问题
If the field separator is the empty string, each character becomes a separate field
$ echo hello | awk -F '' -v OFS=, '{$1 = NF OFS $1} 1'
5,h,e,l,l,o
However, if FS is a regex that can possibly match zero times, the same behaviour does not occur:
$ echo hello | awk -F ' *' -v OFS=, '{$1 = NF OFS $1} 1'
1,hello
Anyone know why that is? I could not find anything in the gawk manual. Is FS=""
just a special case?
I'm most interested in understanding why the 2nd case does not split the record into more fields. It's as if awk is treating FS=" *"
like FS=" +"
回答1:
Interesting question!
I just pulled gnu-awk 4.1.0's codes, I think the answer we could find in the file field.c
.
line 371:
* re_parse_field --- parse fields using a regexp.
*
* This is called both from get_field() and from do_split()
* via (*parse_field)(). This variation is for when FS is a regular
* expression -- either user-defined or because RS=="" and FS==" "
*/
static long
re_parse_field(lo...
also this line: (line 425
):
if (REEND(rp, scan) == RESTART(rp, scan)) { /* null match */
here is the case of <space>*
matching in your question. The implementation didn't increment the nf
, that is, it thinks the whole line is one single field. Note this function was used in do_split()
function too.
First, if FS
is null string, gawk separates each char into its own field. gawk's doc has clearly written this, also in codes, we could see:
line 613:
* null_parse_field --- each character is a separate field
*
* This is called both from get_field() and from do_split()
* via (*parse_field)().
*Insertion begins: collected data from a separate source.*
use axum::{
	Json, Router,
	extract::State,
	http::{HeaderMap, StatusCode, header},
	response::{IntoResponse, Response},
	routing::{get, post},
};
use serde::{Deserialize, Serialize};

use sift_service::{Error as ServiceError, RetrievalRequest, RetrievalResponse};

use crate::state::AppState;

pub fn router(state: AppState) -> Router {
	Router::new()
		.route("/health", get(health))
		.route("/v1/retrieve", post(retrieve))
		.with_state(state)
}

pub fn admin_router(state: AppState) -> Router {
	Router::new()
		.route("/v1/admin/corpus_version", get(corpus_version).post(set_corpus_version))
		.with_state(state)
}

async fn health() -> StatusCode {
	StatusCode::OK
}

async fn retrieve(
	State(state): State<AppState>,
	headers: HeaderMap,
	Json(payload): Json<RetrievalRequest>,
) -> Result<Json<RetrievalResponse>, ApiError> {
	authorize(&state, &headers)?;

	let response = state.service.process(&payload.query, &payload.filters).await?;

	Ok(Json(response))
}

#[derive(Debug, Serialize, Deserialize)]
pub struct CorpusVersionBody {
	pub corpus_version: String,
}

async fn corpus_version(State(state): State<AppState>) -> Json<CorpusVersionBody> {
	Json(CorpusVersionBody { corpus_version: state.service.corpus_version() })
}

async fn set_corpus_version(
	State(state): State<AppState>,
	Json(payload): Json<CorpusVersionBody>,
) -> Result<Json<CorpusVersionBody>, ApiError> {
	state.service.set_corpus_version(&payload.corpus_version)?;

	tracing::info!(corpus_version = %state.service.corpus_version(), "Corpus version updated.");

	Ok(Json(CorpusVersionBody { corpus_version: state.service.corpus_version() }))
}

fn authorize(state: &AppState, headers: &HeaderMap) -> Result<(), ApiError> {
	let Some(token) = state.service.cfg.security.api_auth_token.as_deref() else {
		return Ok(());
	};
	let presented = headers
		.get(header::AUTHORIZATION)
		.and_then(|value| value.to_str().ok())
		.and_then(|value| value.strip_prefix("Bearer "));

	if presented.map(str::trim) == Some(token) {
		return Ok(());
	}

	Err(ApiError::new(StatusCode::UNAUTHORIZED, "UNAUTHORIZED", "Missing or invalid bearer token."))
}

#[derive(Debug, Serialize)]
struct ErrorBody {
	error_code: String,
	message: String,
	#[serde(skip_serializing_if = "Option::is_none")]
	partial: Option<Box<RetrievalResponse>>,
}

#[derive(Debug)]
pub struct ApiError {
	status: StatusCode,
	error_code: String,
	message: String,
	partial: Option<Box<RetrievalResponse>>,
}
impl ApiError {
	fn new(status: StatusCode, error_code: impl Into<String>, message: impl Into<String>) -> Self {
		Self { status, error_code: error_code.into(), message: message.into(), partial: None }
	}
}
impl From<ServiceError> for ApiError {
	fn from(err: ServiceError) -> Self {
		match err {
			ServiceError::InvalidRequest { message } =>
				Self::new(StatusCode::BAD_REQUEST, "INVALID_REQUEST", message),
			ServiceError::RetrievalUnavailable { message, partial } => Self {
				status: StatusCode::SERVICE_UNAVAILABLE,
				error_code: "RETRIEVAL_UNAVAILABLE".to_string(),
				message,
				partial: Some(partial),
			},
		}
	}
}
impl IntoResponse for ApiError {
	fn into_response(self) -> Response {
		let body =
			ErrorBody { error_code: self.error_code, message: self.message, partial: self.partial };

		(self.status, Json(body)).into_response()
	}
}
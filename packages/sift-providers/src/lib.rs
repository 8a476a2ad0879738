pub mod embedding;
pub mod rewriter;
pub mod scorer;

use color_eyre::{Result, eyre};
use reqwest::header::{AUTHORIZATION, HeaderMap, HeaderName};
use serde_json::{Map, Value};

pub fn auth_headers(api_key: &str, default_headers: &Map<String, Value>) -> Result<HeaderMap> {
	let mut headers = HeaderMap::new();

	headers.insert(AUTHORIZATION, format!("Bearer {api_key}").parse()?);

	for (key, value) in default_headers {
		let Some(raw) = value.as_str() else {
			return Err(eyre::eyre!("Default header values must be strings."));
		};

		headers.insert(HeaderName::from_bytes(key.as_bytes())?, raw.parse()?);
	}

	Ok(headers)
}

/// Text of the first choice in an OpenAI-compatible chat completion response.
pub fn chat_content(json: &Value) -> Option<&str> {
	json.get("choices")
		.and_then(|v| v.as_array())
		.and_then(|arr| arr.first())
		.and_then(|choice| choice.get("message"))
		.and_then(|msg| msg.get("content"))
		.and_then(|c| c.as_str())
}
This variation is for when FS is the null string.
*/
static long
null_parse_field(long up_to,
If the FS
has single character, awk won't consider it as regex. This was mentioned in doc too. Also in codes:
#line 667
* sc_parse_field --- single character field separator
*
* This is called both from get_field() and from do_split()
* via (*parse_field)(). This variation is for when FS is a single character
* other than space.
*/
static long
sc_parse_field(l
if we read the function, no regex match handling was done there.
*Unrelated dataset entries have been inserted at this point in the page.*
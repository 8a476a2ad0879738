use std::time::Duration;

use color_eyre::{Result, eyre};
use reqwest::Client;
use serde_json::Value;

const SYSTEM_PROMPT: &str = "You rewrite search queries for a document retrieval system. \
Return only the rewritten query on a single line. Keep every proper noun, product name and \
identifier exactly as written. Do not answer the question.";

/// Asks the chat model for a single rewritten query. The result is unvalidated.
pub async fn rewrite(cfg: &sift_config::LlmProviderConfig, query: &str) -> Result<String> {
	let client = Client::builder().timeout(Duration::from_millis(cfg.timeout_ms)).build()?;
	let url = format!("{}{}", cfg.api_base, cfg.path);
	let body = serde_json::json!({
		"model": cfg.model,
		"temperature": cfg.temperature,
		"messages": [
			{ "role": "system", "content": SYSTEM_PROMPT },
			{ "role": "user", "content": query },
		],
	});
	let res = client
		.post(url)
		.headers(crate::auth_headers(&cfg.api_key, &cfg.default_headers)?)
		.json(&body)
		.send()
		.await?;
	let json: Value = res.error_for_status()?.json().await?;

	parse_rewrite(&json)
}

fn parse_rewrite(json: &Value) -> Result<String> {
	let content = crate::chat_content(json)
		.ok_or_else(|| eyre::eyre!("Rewriter response is missing message content."))?;
	// Some models wrap the answer in JSON even when told not to.
	let text = match serde_json::from_str::<Value>(content) {
		Ok(Value::Object(map)) => map
			.get("query")
			.and_then(|v| v.as_str())
			.map(str::to_string)
			.ok_or_else(|| eyre::eyre!("Rewriter JSON content has no query field."))?,
		_ => content.to_string(),
	};
	let line = text.lines().map(str::trim).find(|line| !line.is_empty()).unwrap_or_default();

	Ok(line.trim_matches(|ch| ch == '"' || ch == '\'' || ch == '`').trim().to_string())
}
In the comments of the function re_parse_field()
, and sc_parse_field()
, we see do_split
invokes them too. It explains why we have 1
in following command instead of 3
:
kent$ echo "foo"|awk '{split($0,a,/ */);print length(a)}'
1
Note, to avoid to make the post too long, I didn't paste the complete codes here, we can find the codes here:
http://git.savannah.gnu.org/cgit/gawk.git/
回答2:
As was mentioned, an empty field separator generates undefined behavior; the same code will give different results on different platforms / flavors of awk
. For example (all Mac OSX 10.8.5):
> echo hello | awk -F '' -v OFS=, '{$1 = NF OFS $1} 1'
awk: field separator FS is empty
1,hello
So awk
complains, but keeps going.
Let's look at some other examples:
> echo hello | awk -F '.' -v OFS=, '{$1 = NF OFS $1} 1'
1,hello
A .
by itself is not considered a regular expression
> echo hello | awk -F '[.]' -v OFS=, '{$1 = NF OFS $1} 1'
1,hello
Still nothing
> echo hello | awk -F '.?' -v OFS=, '{$1 = NF OFS $1} 1'
6,,,,,,
Now we have something like a regex: .?
is "zero or one character". It is expanded to one character (which is consumed), so the output is "a whole lot of nothings"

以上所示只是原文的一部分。